C’est en faisant n’importe quoi qu’on devient n’importe qui”. È facendo di tutto che si diventa qualcuno. E’ questo il motto, il marchio di fabbrica, il mantra di Remì Gaillard, 38 anni da Montpellier, Francia mediterranea. Doveva essere un fenomeno a calcio Remì: i video lo mostrano centrare con il pallone bidoni della spazzatura, carrelli in movimento, lattine, sigarette in bocca alla cavia di turno, da distanze “impossibili”, come un novello Guglielmo Tell. Solo che la sua mano è il piede, da fenomeno.
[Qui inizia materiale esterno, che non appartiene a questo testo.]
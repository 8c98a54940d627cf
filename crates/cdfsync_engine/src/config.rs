//! Configuration for imports and the hub client.

use cdfsync_protocol::{EntityUuid, RequestSigner};
use std::collections::BTreeSet;
use std::time::Duration;

/// Configuration for import operations.
#[derive(Debug, Clone)]
pub struct ImportConfig {
    /// This site's uuid, sent as the initiator of republish requests.
    pub site_uuid: EntityUuid,
    /// Maximum materialize passes before cycle breaking gives up.
    pub stub_pass_budget: u32,
    /// Consecutive fetch rounds without progress before the resolver
    /// escalates to the validator failure path.
    pub fetch_stall_limit: u32,
    /// Entity type ids materialized before general cycle breaking.
    pub high_priority_types: BTreeSet<String>,
}

impl ImportConfig {
    /// Creates a configuration for site `site_uuid`.
    pub fn new(site_uuid: EntityUuid) -> Self {
        Self {
            site_uuid,
            stub_pass_budget: 5,
            fetch_stall_limit: 2,
            high_priority_types: BTreeSet::new(),
        }
    }

    /// Sets the materialize pass budget.
    pub fn with_stub_pass_budget(mut self, budget: u32) -> Self {
        self.stub_pass_budget = budget.max(1);
        self
    }

    /// Sets the fetch stall limit.
    pub fn with_fetch_stall_limit(mut self, limit: u32) -> Self {
        self.fetch_stall_limit = limit.max(1);
        self
    }

    /// Adds an entity type id to the high-priority set.
    pub fn with_high_priority_type(mut self, entity_type: impl Into<String>) -> Self {
        self.high_priority_types.insert(entity_type.into());
        self
    }

    /// Returns true if `entity_type` is materialized first.
    pub fn is_high_priority(&self, entity_type: Option<&str>) -> bool {
        entity_type.is_some_and(|t| self.high_priority_types.contains(t))
    }
}

/// Connection settings for the hub.
#[derive(Debug, Clone)]
pub struct HubConfig {
    /// Hub base URL (e.g., "https://hub.example.com/api").
    pub base_url: String,
    /// This site's client uuid on the hub.
    pub client_uuid: EntityUuid,
    /// API key id sent with every signed request.
    pub api_key: String,
    /// Shared secret for HMAC request signing.
    pub secret: Vec<u8>,
    /// Request timeout handed to the HTTP client.
    pub timeout: Duration,
    /// Retry policy for transport failures.
    pub retry: RetryConfig,
}

impl HubConfig {
    /// Creates a hub configuration.
    pub fn new(
        base_url: impl Into<String>,
        client_uuid: EntityUuid,
        api_key: impl Into<String>,
        secret: impl Into<Vec<u8>>,
    ) -> Self {
        Self {
            base_url: base_url.into().trim_end_matches('/').to_string(),
            client_uuid,
            api_key: api_key.into(),
            secret: secret.into(),
            timeout: Duration::from_secs(30),
            retry: RetryConfig::default(),
        }
    }

    /// Sets the request timeout.
    pub fn with_timeout(mut self, timeout: Duration) -> Self {
        self.timeout = timeout;
        self
    }

    /// Sets the retry configuration.
    pub fn with_retry(mut self, retry: RetryConfig) -> Self {
        self.retry = retry;
        self
    }

    /// Returns a request signer for this configuration.
    pub fn signer(&self) -> RequestSigner {
        RequestSigner::new(self.api_key.clone(), self.secret.clone())
    }
}

/// Configuration for retrying transport failures.
///
/// Only failures the transport marks retryable are retried. Queue-level
/// retries of whole imports are left to the queue infrastructure.
#[derive(Debug, Clone)]
pub struct RetryConfig {
    /// Maximum number of attempts, including the first.
    pub max_attempts: u32,
    /// Delay before the first retry.
    pub initial_delay: Duration,
    /// Upper bound on any single delay.
    pub max_delay: Duration,
    /// Multiplier for exponential backoff.
    pub backoff_multiplier: f64,
    /// Whether to add up to 25% jitter to delays.
    pub add_jitter: bool,
}

impl RetryConfig {
    /// Creates a retry configuration with `max_attempts` attempts.
    pub fn new(max_attempts: u32) -> Self {
        Self {
            max_attempts: max_attempts.max(1),
            initial_delay: Duration::from_millis(200),
            max_delay: Duration::from_secs(10),
            backoff_multiplier: 2.0,
            add_jitter: true,
        }
    }

    /// Creates a configuration that never retries.
    pub fn no_retry() -> Self {
        Self {
            max_attempts: 1,
            initial_delay: Duration::ZERO,
            max_delay: Duration::ZERO,
            backoff_multiplier: 1.0,
            add_jitter: false,
        }
    }

    /// Sets the initial delay.
    pub fn with_initial_delay(mut self, delay: Duration) -> Self {
        self.initial_delay = delay;
        self
    }

    /// Sets the maximum delay.
    pub fn with_max_delay(mut self, delay: Duration) -> Self {
        self.max_delay = delay;
        self
    }

    /// Sets the backoff multiplier.
    pub fn with_backoff_multiplier(mut self, multiplier: f64) -> Self {
        self.backoff_multiplier = multiplier;
        self
    }

    /// Disables jitter.
    pub fn without_jitter(mut self) -> Self {
        self.add_jitter = false;
        self
    }

    /// Returns the delay before `attempt` (0-indexed; attempt 0 never waits).
    pub fn delay_for_attempt(&self, attempt: u32) -> Duration {
        if attempt == 0 {
            return Duration::ZERO;
        }
        let exponent = i32::try_from(attempt - 1).unwrap_or(i32::MAX);
        let base = self.initial_delay.as_secs_f64() * self.backoff_multiplier.powi(exponent);
        let secs = base.min(self.max_delay.as_secs_f64());

        if self.add_jitter {
            Duration::from_secs_f64(secs + secs * 0.25 * time_jitter())
        } else {
            Duration::from_secs_f64(secs)
        }
    }
}

impl Default for RetryConfig {
    fn default() -> Self {
        Self::new(3)
    }
}

/// Cheap pseudo-random value in `[0, 1)` taken from the clock.
fn time_jitter() -> f64 {
    use std::time::SystemTime;
    let nanos = SystemTime::now()
        .duration_since(SystemTime::UNIX_EPOCH)
        .unwrap_or_default()
        .subsec_nanos();
    f64::from(nanos % 1000) / 1000.0
}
Visto il portento (e la poca voglia di applicazione, pur essendo un atleta, a detta del suo allenatore), il fenomeno si è ricicliato da “baraccone”. Lo spirito goliardico ha preso il sopravvento sul talento e l’applicazione da calciatore. E Remì si è costruito la fama di incursore, guastatore del web. Anno dopo anno ha organizzato sketch sempre più arditi e sfrontati, che gli sono costati parecchie multe dalla polizia – che ha cercato di multare a sua volta per sosta vietata – qualche mazzata (da golf) dai protagonisti involontari, sempre con tempra da Rambo. Si è travestito da pallavolista, da centometrista, da Mario Bros, da lumaca, da Twitter, da pipistrello, da Padrino, da….

150 video in 15 anni costruiti con i suoi fedelissimi videomaker che hanno sfondato il miliardo e mezzo di visualizzazioni, e il suo si-tao ha 5 milioni e mezzo di like su Facebook. A Montpellier lo conoscono tutti (soprattutto le forze dell’ordine) e l’ultima impresa è stata organizzare una sfilata di cento pupazzi (figuranti raccolti con un appello sul web) sulle stri-scie pedonali degli Champs Elysées di Parigi che ha bloccato il traffico. Prima aveva raccolto mille tifosi per invadere il piccolo stadio della sua ex squadra come fosse una finale di Champions League. Il suo sito è pieno di pubblicità, seguito da appassionati in messianica attesa della prossima sfida del folle Remì. Vive così, e con successo.